The Austrian painter Eugene von Guerard painted this in 1864. An early colonial image of the place our privilege calls home.
There was a rapid appearance of European peasant goat grazing, browsing and shepherding upon Djaara peoples' land at the moment when those who spoke old Dja Dja Wurrung tongue, and had survived the prior massacres, sickness and dispossessing intransigence of settlers (backed by the British nee Roman law terra nullius), were being forcibly relocated to Coranderrk.
Due to gold extraction, over grazing and then industrial-era forms of land management the wet gullies and creeks of Hepburn and Daylesford are now infested with woody perennial weeds such as gorse, broom and blackberry. While these plants provide useful ecological services – habitat, food, soil stabilising, etc – their dominance can diminish biodiversity and produce a fire threat each warming summer.
We've been involved in providing a climate-era response to this predicament that may be just more blind colonialism but ironically we think it is potentially a way back to the sort of land management practices of Djaara people. Using goats over a 4-year period as well as sensitive hand tools to diminish the dominance of weedy perennials, we believe we can begin to convert these steep stream ecologies back into perennial indigenous grasslands and ecology that will radically reduce bushfire risk.
As Goathand cooperative, we have just finished a trial collaborating with the Hepburn Shire Council and Federation University and the results are very positive. What we need now for this climate-safe weed and bushfire mitigation project to both upscale and outscale is broader government and community understanding of the succession process that could lead back to the possibility of Dja Dja Wurrung ecological burning processes, which have not been viable because of great stands of 2-3 m dry gorse, broom and blackberries that can climb fire up into eucalyptus canopies.

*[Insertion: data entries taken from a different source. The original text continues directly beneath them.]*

//! Resolution of raw job configuration into the final upload configuration.
//!
//! Resolution is a pure function of the raw config and the system limits:
//!
//! - `concurrency` and `max_size` from the job are dropped and the system
//!   values appended in their place.
//! - `options` is held back for the upload command and never exported.
//! - Reserved keys match regardless of case, since exports are upcased.
//! - `branch` picks the branch the guard compares against.
//! - Every other key is exported, in the order it was given.

use tracing::debug;

use crate::config::RawConfig;
use crate::error::{AddonError, Result};
use crate::limits::SystemLimits;
use crate::template;
use crate::types::{ConfigValue, Credential};

pub const DEFAULT_BRANCH: &str = "master";

const CONCURRENCY_KEY: &str = "concurrency";
const MAX_SIZE_KEY: &str = "max_size";
const OPTIONS_KEY: &str = "options";
const BRANCH_KEY: &str = "branch";

/// Keys whose exports are echoed to the build log. Everything else may hold
/// credentials and stays silent.
const ECHOED_KEYS: &[&str] = &["PATHS"];

/// One variable handed to the upload tool.
#[derive(Debug, Clone, PartialEq)]
pub struct ExportedVar {
    /// Upcased config key, without prefix (e.g. `PATHS`)
    pub key: String,
    pub value: ConfigValue,
}

impl ExportedVar {
    fn new(key: &str, value: ConfigValue) -> Self {
        Self {
            key: key.to_uppercase(),
            value,
        }
    }

    /// Full variable name, e.g. `ARTIFACTS_PATHS`
    pub fn name(&self) -> String {
        template::env_var_name(&self.key)
    }

    pub fn rendered_value(&self) -> String {
        self.value.to_env_value()
    }

    pub fn echo(&self) -> bool {
        ECHOED_KEYS.contains(&self.key.as_str())
    }
}

/// Final, internally consistent configuration.
#[derive(Debug, Clone, PartialEq)]
pub struct ResolvedConfig {
    pub branch: String,
    /// Raw flags appended to the upload command
    pub options: Option<String>,
    pub exports: Vec<ExportedVar>,
    /// Credentials absent from the raw config, in check order
    pub missing: Vec<Credential>,
}

impl ResolvedConfig {
    pub fn is_valid(&self) -> bool {
        self.missing.is_empty()
    }

    pub fn export(&self, key: &str) -> Option<&ExportedVar> {
        let key = key.to_uppercase();
        self.exports.iter().find(|var| var.key == key)
    }
}

/// Resolve a raw config against the system limits.
pub fn resolve(raw: &RawConfig, limits: &SystemLimits) -> ResolvedConfig {
    let branch = raw
        .get(BRANCH_KEY)
        .filter(|value| value.is_present())
        .map(ConfigValue::to_inline)
        .unwrap_or_else(|| DEFAULT_BRANCH.to_string());

    let options = raw
        .get(OPTIONS_KEY)
        .filter(|value| value.is_present())
        .map(ConfigValue::to_inline);

    let mut exports: Vec<ExportedVar> = raw
        .iter()
        .filter(|(key, _)| !is_withheld(key))
        .map(|(key, value)| ExportedVar::new(key, value.clone()))
        .collect();
    exports.push(ExportedVar::new(
        CONCURRENCY_KEY,
        ConfigValue::Integer(i64::from(limits.concurrency)),
    ));
    exports.push(ExportedVar::new(
        MAX_SIZE_KEY,
        ConfigValue::Float(limits.max_size),
    ));

    let missing = validate(raw);

    debug!(
        "Resolved artifacts config: branch={} exports={:?} missing={:?}",
        branch,
        exports.iter().map(|var| var.key.as_str()).collect::<Vec<_>>(),
        missing
    );

    ResolvedConfig {
        branch,
        options,
        exports,
        missing,
    }
}

fn is_withheld(key: &str) -> bool {
    [CONCURRENCY_KEY, MAX_SIZE_KEY, OPTIONS_KEY]
        .iter()
        .any(|reserved| key.eq_ignore_ascii_case(reserved))
}

/// Check credential presence. Every credential is checked; the result lists
/// all that are missing, in `key`, `secret`, `bucket` order.
pub fn validate(raw: &RawConfig) -> Vec<Credential> {
    [Credential::Key, Credential::Secret, Credential::Bucket]
        .into_iter()
        .filter(|credential| {
            !raw.get(credential.as_str())
                .is_some_and(ConfigValue::is_present)
        })
        .collect()
}

/// Like [`validate`], but fails with a validation error naming every missing
/// credential.
pub fn check_credentials(raw: &RawConfig) -> Result<()> {
    let missing = validate(raw);
    if missing.is_empty() {
        return Ok(());
    }
    let names: Vec<String> = missing.iter().map(|c| format!(":{}", c)).collect();
    Err(AddonError::validation(format!(
        "artifacts config missing {}",
        names.join(", ")
    )))
}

Below is Goathand cooperative's first film showing the trialling of goats and hand tools. Imagine this scaled up to 200-300 goats (permanently rotating around the shire so as not to overgraze until the dominance of the weeds are treated) and 10-15 human bodies with loppers and pruning saws for a few day's work here and there. The people labour is generally nominal because the goats are so effective, but the human labour and goat interrelationship makes a beautiful marriage (not just pragmatic but one of love) and moves us towards a significant post-industrial behaviour change. Very quickly the town's bushfire risk (Hepburn is one of the most fire-at-risk towns in Victoria) and weed cycle would be greatly diminished and no more glyphosate in our waterways or soil disturbing mechanical treatment or white-fella burning regimes, which all put the weed cycle back at stage one, dry out moisture in the soil and thus causes more fire-proneness. This is not ideal when temperatures are warming.